Thibodeaux, Sunnylynn. “Last We Spoke.” Auguste Press, 2004. Web. 3 Jan. 2011.
During the poem "Last We Spoke," Sunnylyn Thibodeaux starts with the bold words of “Soft Effects”. During the first stanza, she begins to discuss what runs through her mind as she lies down. Next, she speaks of how her feelings can be seen, even in the midst of a rain. In stanza three, she reveals that the truth is so far off that it seems foreign. At the end of the poem,, she talks about how she realizes that she will never be what she wants to be, but she is dealing with it, revealed in the last lines, “I curtsy”.

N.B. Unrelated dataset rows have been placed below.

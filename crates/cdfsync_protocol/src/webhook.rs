//! Webhook descriptors and notification payloads.

use crate::cdf::{Cdf, CdfType};
use crate::error::ProtocolResult;
use crate::id::EntityUuid;
use serde::{Deserialize, Serialize};
use std::collections::BTreeMap;

/// A callback endpoint registered on the hub by a site.
#[derive(Debug, Clone, PartialEq, Eq, Serialize, Deserialize)]
pub struct WebhookEndpoint {
    /// Webhook registration uuid.
    pub uuid: EntityUuid,
    /// The site (origin) that registered the webhook.
    pub client_uuid: EntityUuid,
    /// Absolute callback url.
    pub url: String,
}

/// The operation a webhook notification carries.
#[derive(Debug, Clone, Copy, PartialEq, Eq, Serialize, Deserialize)]
#[serde(rename_all = "lowercase")]
pub enum CrudOperation {
    /// Entities were created or updated on the hub.
    Update,
    /// Entities were deleted from the hub.
    Delete,
    /// A subscriber asks the origin to re-export entities.
    Republish,
}

/// An entity as described in a webhook notification.
#[derive(Debug, Clone, PartialEq, Eq, Serialize, Deserialize)]
pub struct EntityDescriptor {
    /// Entity uuid.
    pub uuid: EntityUuid,
    /// Coarse classification of the entity.
    #[serde(rename = "type")]
    pub cdf_type: CdfType,
    /// Uuids the entity depends on.
    #[serde(default)]
    pub dependencies: Vec<EntityUuid>,
}

impl EntityDescriptor {
    /// Describes a CDF.
    #[must_use]
    pub fn from_cdf(cdf: &Cdf) -> Self {
        Self {
            uuid: cdf.uuid,
            cdf_type: cdf.cdf_type,
            dependencies: cdf.dependency_uuids().copied().collect(),
        }
    }
}

/// Body of a webhook notification.
///
/// Wire shape:
/// `{status, crud, initiator, entities: {<origin>: [{uuid, type, dependencies}]}}`
#[derive(Debug, Clone, PartialEq, Eq, Serialize, Deserialize)]
pub struct WebhookPayload {
    /// Notification status.
    pub status: String,
    /// Operation marker.
    pub crud: CrudOperation,
    /// The site that sent the notification.
    pub initiator: EntityUuid,
    /// Affected entities grouped by origin.
    pub entities: BTreeMap<EntityUuid, Vec<EntityDescriptor>>,
}

impl WebhookPayload {
    /// Status sent with every outbound notification.
    pub const STATUS_SUCCESSFUL: &'static str = "successful";

    /// Creates a republish request for one origin's entities.
    #[must_use]
    pub fn republish(
        initiator: EntityUuid,
        origin: EntityUuid,
        entities: Vec<EntityDescriptor>,
    ) -> Self {
        let mut grouped = BTreeMap::new();
        grouped.insert(origin, entities);
        Self {
            status: Self::STATUS_SUCCESSFUL.to_string(),
            crud: CrudOperation::Republish,
            initiator,
            entities: grouped,
        }
    }

    /// Returns the number of entities described.
    #[must_use]
    pub fn entity_count(&self) -> usize {
        self.entities.values().map(Vec::len).sum()
    }

    /// Encodes the payload as JSON.
    ///
    /// # Errors
    ///
    /// Returns an error if serialization fails.
    pub fn to_json(&self) -> ProtocolResult<Vec<u8>> {
        Ok(serde_json::to_vec(self)?)
    }

    /// Decodes a payload from JSON.
    ///
    /// # Errors
    ///
    /// Returns an error if the JSON is malformed.
    pub fn from_json(bytes: &[u8]) -> ProtocolResult<Self> {
        Ok(serde_json::from_slice(bytes)?)
    }
}

#[cfg(test)]
mod tests {
    use super::*;
    use crate::hash::ContentHash;

    fn uuid(n: u8) -> EntityUuid {
        EntityUuid::from_bytes([n; 16])
    }

    #[test]
    fn republish_wire_shape() {
        let cdf = Cdf::new(uuid(1), CdfType::ContentEntity, uuid(9))
            .with_dependency(uuid(2), ContentHash::new("h"))
            .unwrap();
        let payload =
            WebhookPayload::republish(uuid(5), uuid(9), vec![EntityDescriptor::from_cdf(&cdf)]);

        let json: serde_json::Value = serde_json::from_slice(&payload.to_json().unwrap()).unwrap();
        assert_eq!(json["status"], "successful");
        assert_eq!(json["crud"], "republish");
        assert_eq!(json["initiator"], uuid(5).to_string());

        let listed = &json["entities"][uuid(9).to_string()][0];
        assert_eq!(listed["uuid"], uuid(1).to_string());
        assert_eq!(listed["type"], "content_entity");
        assert_eq!(listed["dependencies"][0], uuid(2).to_string());
    }

    #[test]
    fn entity_count_sums_origins() {
        let mut payload = WebhookPayload::republish(uuid(5), uuid(9), vec![]);
        payload.entities.insert(
            uuid(8),
            vec![EntityDescriptor {
                uuid: uuid(1),
                cdf_type: CdfType::ConfigEntity,
                dependencies: vec![],
            }],
        );
        assert_eq!(payload.entity_count(), 1);

        let decoded = WebhookPayload::from_json(&payload.to_json().unwrap()).unwrap();
        assert_eq!(decoded, payload);
    }
}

The bold lettering of the title separates the phrase from the rest of the poem, but the meaning is to show the reader that the poem should be read in a soft, peaceful manner. The meaning behind her thoughts when she is laying down is very important, because at the end of the day, when people lie down, they think about who they are, and the moments before sleep bring out the most self-realization, more so than any other time of the day. After speaking of how the truth eludes her, she ends with “I curtsy,” which can be seen as ironic because she just discussed how tough times were, but by her performing the curtsy just further shows the unpredictable nature of Thibodeaux’s work.
Thibodeaux, Sunnylyn. The Blue Press Portfolio. Web. 10 Jan. 2011.
This is an online Magazine in which Thibodeaux has poems published in, along with many of her fellow poets whose names are present in her latest book of poems.
“Featuring work by Joanne Kyger, Cedar Sigo, Noel Black, Duncan McNaughton, Micah Ballard, Lewis MacAdams, Jeff Chester, Mark Terrill, Michael Price,Patrick Dunagan, Sunnylyn Thibodeaux, Geoffrey Cruickshank-Hagenbuckle, Donald Guravich, Kevin Opstedal, Edward Ainsworth.”
Thibodeaux, Sunnylyn. "The Silent Spaces of Utopia Parkway." Back Room Live 25 Sept. 2010. Web. 3 Jan. 2011.
During the "Silent Spaces of Utopia Parkway," Sunnylyn Thibodeaux shows her views on America, and the world as it is today. At first, the speaker says that she is stuck in a place, where others may be able to be free. She says that others who take “cautious advances,” are just trying to overcome the task of being “lonely”. Next, she describes “America’s values”.She says Americans “Just need to borrow a little for a short while” meaning Americans need small, unimportant things to keep their interest, showing how an average American does not have rue values, such as family, trust, friendship etc ... rather materialistic values. She ends saying “anything to sound out the fix.” Here, the speaker says that American’s look for anything to distract them from reality.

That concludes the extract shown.